• [EXERCISE MATERIALS]

⁂

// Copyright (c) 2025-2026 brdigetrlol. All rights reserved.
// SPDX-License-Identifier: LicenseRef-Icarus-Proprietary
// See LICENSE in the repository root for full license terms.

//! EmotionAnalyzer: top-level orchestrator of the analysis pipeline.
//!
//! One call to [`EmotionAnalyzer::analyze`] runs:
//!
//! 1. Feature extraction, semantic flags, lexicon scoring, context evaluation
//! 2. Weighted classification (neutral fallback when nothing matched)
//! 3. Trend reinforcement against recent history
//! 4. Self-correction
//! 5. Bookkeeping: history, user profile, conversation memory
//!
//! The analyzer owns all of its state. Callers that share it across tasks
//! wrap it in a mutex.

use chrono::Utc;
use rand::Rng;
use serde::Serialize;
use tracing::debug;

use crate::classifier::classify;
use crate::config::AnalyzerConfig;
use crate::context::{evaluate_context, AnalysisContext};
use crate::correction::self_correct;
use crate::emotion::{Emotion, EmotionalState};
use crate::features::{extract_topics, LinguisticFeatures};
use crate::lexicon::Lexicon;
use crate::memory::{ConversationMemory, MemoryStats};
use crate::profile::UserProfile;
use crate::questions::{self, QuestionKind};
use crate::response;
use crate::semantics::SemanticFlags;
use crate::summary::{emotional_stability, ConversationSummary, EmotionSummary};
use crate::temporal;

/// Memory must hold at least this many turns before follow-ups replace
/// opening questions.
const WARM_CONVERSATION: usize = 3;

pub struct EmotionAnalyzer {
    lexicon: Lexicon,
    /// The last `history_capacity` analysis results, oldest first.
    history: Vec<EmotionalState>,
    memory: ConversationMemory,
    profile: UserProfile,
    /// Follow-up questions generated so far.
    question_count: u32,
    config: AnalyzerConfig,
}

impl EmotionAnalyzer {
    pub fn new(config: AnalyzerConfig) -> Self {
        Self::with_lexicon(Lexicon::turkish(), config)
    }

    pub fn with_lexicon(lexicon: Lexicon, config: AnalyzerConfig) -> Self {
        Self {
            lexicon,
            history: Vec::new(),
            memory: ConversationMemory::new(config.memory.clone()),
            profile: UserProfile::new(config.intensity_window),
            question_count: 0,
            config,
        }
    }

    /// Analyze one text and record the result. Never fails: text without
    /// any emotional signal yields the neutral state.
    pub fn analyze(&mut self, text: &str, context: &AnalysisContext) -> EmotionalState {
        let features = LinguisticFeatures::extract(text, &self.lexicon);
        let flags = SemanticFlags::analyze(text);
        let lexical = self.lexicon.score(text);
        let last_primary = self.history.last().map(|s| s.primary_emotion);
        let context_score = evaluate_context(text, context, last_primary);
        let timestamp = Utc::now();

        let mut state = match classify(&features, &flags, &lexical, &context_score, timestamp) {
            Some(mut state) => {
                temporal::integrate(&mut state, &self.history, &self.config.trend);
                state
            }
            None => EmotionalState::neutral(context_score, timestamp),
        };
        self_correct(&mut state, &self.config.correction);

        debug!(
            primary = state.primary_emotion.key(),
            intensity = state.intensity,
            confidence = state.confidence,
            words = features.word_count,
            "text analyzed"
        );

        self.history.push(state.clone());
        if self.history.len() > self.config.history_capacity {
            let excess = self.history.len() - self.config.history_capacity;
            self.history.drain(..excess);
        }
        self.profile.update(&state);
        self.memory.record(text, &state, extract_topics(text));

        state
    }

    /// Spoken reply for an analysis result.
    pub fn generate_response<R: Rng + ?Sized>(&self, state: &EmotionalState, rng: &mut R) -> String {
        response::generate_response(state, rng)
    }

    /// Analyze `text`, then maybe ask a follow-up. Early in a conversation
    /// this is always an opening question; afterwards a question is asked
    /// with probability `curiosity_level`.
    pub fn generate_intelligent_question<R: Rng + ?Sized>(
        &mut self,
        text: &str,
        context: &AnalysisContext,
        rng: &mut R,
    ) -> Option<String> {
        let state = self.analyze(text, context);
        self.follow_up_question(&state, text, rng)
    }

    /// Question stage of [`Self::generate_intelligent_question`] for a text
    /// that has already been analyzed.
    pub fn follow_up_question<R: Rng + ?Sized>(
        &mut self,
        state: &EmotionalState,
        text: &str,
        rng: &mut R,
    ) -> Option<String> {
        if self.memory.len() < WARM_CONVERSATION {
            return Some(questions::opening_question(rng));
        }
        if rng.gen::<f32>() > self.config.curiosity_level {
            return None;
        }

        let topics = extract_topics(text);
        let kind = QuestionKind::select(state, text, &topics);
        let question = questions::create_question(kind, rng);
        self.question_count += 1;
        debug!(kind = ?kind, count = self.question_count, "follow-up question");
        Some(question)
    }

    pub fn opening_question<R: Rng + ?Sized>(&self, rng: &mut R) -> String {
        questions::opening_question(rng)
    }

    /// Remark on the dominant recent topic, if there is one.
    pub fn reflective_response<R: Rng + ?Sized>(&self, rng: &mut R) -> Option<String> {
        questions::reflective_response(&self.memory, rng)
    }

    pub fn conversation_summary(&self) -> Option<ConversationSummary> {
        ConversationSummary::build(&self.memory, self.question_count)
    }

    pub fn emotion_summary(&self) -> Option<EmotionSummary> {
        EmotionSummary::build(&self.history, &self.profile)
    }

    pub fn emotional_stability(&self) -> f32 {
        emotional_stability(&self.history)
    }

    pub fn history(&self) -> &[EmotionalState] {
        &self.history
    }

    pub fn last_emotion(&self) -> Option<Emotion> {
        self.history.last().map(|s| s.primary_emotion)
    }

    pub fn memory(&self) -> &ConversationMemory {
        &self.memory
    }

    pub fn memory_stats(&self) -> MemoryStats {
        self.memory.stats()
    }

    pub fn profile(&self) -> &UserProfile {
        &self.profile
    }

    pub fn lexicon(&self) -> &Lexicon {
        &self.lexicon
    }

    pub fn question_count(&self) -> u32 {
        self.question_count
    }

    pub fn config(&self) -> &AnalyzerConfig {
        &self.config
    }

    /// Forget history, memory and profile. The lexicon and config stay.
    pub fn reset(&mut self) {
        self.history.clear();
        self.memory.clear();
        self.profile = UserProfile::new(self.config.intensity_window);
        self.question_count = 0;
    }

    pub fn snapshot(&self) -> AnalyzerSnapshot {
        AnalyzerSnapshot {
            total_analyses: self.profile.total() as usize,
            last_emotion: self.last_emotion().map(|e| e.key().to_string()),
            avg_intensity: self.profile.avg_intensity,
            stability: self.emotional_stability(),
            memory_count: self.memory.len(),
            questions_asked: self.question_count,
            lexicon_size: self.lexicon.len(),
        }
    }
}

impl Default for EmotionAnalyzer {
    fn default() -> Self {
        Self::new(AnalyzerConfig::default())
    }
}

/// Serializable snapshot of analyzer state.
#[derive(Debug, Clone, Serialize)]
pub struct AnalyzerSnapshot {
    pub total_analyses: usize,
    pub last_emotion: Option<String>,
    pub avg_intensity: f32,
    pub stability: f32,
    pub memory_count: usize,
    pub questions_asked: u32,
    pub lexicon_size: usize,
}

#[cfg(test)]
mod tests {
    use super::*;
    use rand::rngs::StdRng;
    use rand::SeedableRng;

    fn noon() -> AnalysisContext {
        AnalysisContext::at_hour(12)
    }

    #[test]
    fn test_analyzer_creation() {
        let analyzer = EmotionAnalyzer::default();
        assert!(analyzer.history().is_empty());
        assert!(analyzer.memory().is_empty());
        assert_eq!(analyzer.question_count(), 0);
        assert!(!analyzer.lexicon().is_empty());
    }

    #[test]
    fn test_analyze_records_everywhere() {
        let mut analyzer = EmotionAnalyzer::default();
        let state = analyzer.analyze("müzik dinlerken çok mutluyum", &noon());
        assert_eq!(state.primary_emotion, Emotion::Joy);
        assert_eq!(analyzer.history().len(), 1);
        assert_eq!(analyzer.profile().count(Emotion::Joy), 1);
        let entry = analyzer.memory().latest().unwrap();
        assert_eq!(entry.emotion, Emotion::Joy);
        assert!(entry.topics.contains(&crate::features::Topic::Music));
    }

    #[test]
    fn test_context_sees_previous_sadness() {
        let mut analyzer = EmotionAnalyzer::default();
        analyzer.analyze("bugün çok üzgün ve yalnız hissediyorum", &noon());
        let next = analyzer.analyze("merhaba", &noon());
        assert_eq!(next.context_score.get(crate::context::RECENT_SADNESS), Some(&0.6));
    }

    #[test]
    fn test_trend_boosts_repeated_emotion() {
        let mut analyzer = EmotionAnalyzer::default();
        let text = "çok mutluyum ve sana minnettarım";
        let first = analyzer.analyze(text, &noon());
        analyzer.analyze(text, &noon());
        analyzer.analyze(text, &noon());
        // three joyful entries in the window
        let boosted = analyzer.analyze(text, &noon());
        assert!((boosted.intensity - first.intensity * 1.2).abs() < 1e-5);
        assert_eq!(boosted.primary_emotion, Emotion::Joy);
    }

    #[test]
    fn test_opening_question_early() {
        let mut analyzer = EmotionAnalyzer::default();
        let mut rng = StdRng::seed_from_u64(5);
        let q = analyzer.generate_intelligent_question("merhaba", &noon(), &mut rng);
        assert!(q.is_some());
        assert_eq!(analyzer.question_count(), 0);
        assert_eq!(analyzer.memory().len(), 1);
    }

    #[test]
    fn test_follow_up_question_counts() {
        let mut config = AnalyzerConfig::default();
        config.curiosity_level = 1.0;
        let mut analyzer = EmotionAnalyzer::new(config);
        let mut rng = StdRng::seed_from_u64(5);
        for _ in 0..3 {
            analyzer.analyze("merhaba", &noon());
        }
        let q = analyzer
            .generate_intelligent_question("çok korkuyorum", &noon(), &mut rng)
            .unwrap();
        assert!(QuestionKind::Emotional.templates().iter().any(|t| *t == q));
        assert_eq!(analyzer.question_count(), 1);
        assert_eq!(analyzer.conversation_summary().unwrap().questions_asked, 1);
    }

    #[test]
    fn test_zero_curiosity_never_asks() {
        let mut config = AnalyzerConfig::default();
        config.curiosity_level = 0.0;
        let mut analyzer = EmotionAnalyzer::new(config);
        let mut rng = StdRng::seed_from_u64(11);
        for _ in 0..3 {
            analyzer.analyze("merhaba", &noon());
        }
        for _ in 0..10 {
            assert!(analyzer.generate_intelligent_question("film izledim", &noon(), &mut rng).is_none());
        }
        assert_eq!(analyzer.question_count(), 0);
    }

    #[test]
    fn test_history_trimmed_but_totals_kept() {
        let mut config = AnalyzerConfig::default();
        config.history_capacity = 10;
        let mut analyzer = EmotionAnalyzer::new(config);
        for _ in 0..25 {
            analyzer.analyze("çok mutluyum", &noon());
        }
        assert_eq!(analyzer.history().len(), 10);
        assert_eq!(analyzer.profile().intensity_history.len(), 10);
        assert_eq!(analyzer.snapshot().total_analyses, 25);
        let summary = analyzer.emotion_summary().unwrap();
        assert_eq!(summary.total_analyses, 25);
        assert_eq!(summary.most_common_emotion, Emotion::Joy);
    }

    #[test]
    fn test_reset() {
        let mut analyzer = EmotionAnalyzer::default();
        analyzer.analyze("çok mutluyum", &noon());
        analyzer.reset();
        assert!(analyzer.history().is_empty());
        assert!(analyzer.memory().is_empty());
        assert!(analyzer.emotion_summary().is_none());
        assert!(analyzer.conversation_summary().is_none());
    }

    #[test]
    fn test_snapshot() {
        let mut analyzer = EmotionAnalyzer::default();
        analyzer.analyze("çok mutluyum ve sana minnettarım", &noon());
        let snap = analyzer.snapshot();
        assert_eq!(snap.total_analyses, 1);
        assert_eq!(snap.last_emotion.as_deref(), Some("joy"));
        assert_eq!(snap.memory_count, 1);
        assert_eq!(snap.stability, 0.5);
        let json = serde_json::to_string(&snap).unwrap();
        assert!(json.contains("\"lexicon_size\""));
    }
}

⁂

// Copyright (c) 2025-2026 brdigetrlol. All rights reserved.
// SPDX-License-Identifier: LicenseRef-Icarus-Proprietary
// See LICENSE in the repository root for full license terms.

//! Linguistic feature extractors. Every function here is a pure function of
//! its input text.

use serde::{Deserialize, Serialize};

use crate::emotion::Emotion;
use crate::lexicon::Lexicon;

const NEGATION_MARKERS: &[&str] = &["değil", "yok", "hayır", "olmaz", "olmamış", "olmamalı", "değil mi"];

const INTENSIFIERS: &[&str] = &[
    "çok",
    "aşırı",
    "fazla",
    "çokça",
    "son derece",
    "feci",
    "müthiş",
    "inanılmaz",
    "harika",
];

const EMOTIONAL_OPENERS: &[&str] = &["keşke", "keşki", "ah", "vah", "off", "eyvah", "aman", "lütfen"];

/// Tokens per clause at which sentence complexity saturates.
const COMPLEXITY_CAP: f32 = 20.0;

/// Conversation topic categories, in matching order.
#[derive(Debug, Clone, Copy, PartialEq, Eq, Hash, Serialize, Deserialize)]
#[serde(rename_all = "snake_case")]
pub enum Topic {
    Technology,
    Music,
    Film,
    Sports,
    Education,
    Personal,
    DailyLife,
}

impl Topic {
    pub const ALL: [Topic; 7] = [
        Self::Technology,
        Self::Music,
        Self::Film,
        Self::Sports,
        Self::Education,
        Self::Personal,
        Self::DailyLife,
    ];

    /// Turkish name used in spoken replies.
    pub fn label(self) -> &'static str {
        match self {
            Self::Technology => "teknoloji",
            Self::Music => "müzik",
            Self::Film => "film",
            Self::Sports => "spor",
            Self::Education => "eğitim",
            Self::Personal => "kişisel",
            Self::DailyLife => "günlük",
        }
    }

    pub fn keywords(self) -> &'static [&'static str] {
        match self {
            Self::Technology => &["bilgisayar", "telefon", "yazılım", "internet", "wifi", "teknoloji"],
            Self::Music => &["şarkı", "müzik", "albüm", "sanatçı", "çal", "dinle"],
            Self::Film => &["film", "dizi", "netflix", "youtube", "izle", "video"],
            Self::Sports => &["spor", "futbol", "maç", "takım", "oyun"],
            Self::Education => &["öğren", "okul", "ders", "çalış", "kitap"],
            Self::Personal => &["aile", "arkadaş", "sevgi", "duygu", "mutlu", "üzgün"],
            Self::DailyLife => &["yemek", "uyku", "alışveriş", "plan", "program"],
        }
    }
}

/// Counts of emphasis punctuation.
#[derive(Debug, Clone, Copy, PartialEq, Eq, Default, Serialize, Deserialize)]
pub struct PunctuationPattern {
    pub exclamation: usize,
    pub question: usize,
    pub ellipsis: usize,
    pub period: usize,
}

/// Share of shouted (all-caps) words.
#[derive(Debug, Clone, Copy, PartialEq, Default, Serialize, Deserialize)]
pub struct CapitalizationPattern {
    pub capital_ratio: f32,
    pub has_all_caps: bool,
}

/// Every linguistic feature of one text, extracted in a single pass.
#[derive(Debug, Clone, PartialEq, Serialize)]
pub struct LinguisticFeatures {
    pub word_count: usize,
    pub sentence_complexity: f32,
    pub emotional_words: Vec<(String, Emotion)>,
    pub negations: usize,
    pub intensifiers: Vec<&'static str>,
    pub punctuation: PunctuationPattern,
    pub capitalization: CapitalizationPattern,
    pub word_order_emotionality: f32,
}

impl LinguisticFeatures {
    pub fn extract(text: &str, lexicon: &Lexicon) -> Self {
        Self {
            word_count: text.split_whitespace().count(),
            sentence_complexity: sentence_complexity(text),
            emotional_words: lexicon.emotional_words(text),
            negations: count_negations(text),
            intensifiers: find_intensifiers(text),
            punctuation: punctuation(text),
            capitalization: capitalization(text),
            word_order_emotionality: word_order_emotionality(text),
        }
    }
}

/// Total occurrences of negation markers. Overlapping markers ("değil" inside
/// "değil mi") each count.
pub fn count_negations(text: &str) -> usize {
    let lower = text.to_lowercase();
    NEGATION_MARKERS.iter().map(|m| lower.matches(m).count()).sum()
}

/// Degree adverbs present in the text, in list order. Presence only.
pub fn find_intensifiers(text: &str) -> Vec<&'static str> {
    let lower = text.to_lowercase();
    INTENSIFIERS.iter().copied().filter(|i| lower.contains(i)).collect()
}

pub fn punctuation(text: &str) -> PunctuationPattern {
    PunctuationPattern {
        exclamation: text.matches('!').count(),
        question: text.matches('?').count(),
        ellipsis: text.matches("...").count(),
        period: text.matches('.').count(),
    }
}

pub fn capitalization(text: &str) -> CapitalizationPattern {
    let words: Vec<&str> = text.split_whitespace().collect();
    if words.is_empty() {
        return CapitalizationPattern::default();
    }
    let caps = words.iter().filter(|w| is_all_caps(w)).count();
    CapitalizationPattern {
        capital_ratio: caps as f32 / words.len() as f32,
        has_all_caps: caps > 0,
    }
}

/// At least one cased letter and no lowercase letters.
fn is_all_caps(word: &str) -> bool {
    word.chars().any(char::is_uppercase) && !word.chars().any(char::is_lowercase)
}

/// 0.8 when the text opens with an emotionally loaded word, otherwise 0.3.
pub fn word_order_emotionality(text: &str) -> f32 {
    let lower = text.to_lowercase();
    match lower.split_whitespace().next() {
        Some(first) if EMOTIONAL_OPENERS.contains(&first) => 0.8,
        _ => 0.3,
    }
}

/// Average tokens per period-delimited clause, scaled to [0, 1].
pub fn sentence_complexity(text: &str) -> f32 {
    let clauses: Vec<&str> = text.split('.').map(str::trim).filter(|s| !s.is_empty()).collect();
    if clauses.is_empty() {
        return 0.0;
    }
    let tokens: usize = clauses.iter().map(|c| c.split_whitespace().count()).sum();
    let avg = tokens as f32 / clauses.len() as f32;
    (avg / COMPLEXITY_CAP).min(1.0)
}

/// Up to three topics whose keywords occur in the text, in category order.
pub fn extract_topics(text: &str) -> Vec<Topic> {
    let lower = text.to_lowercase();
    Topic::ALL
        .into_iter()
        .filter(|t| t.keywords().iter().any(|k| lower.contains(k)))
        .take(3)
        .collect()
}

⁂

• [REQUIREMENT]
Please return all lines above in which the string "correction" is found.

• [ANSWER TO THIS EXERCISE]
//! 4. Self-correction
use crate::correction::self_correct;
        self_correct(&mut state, &self.config.correction);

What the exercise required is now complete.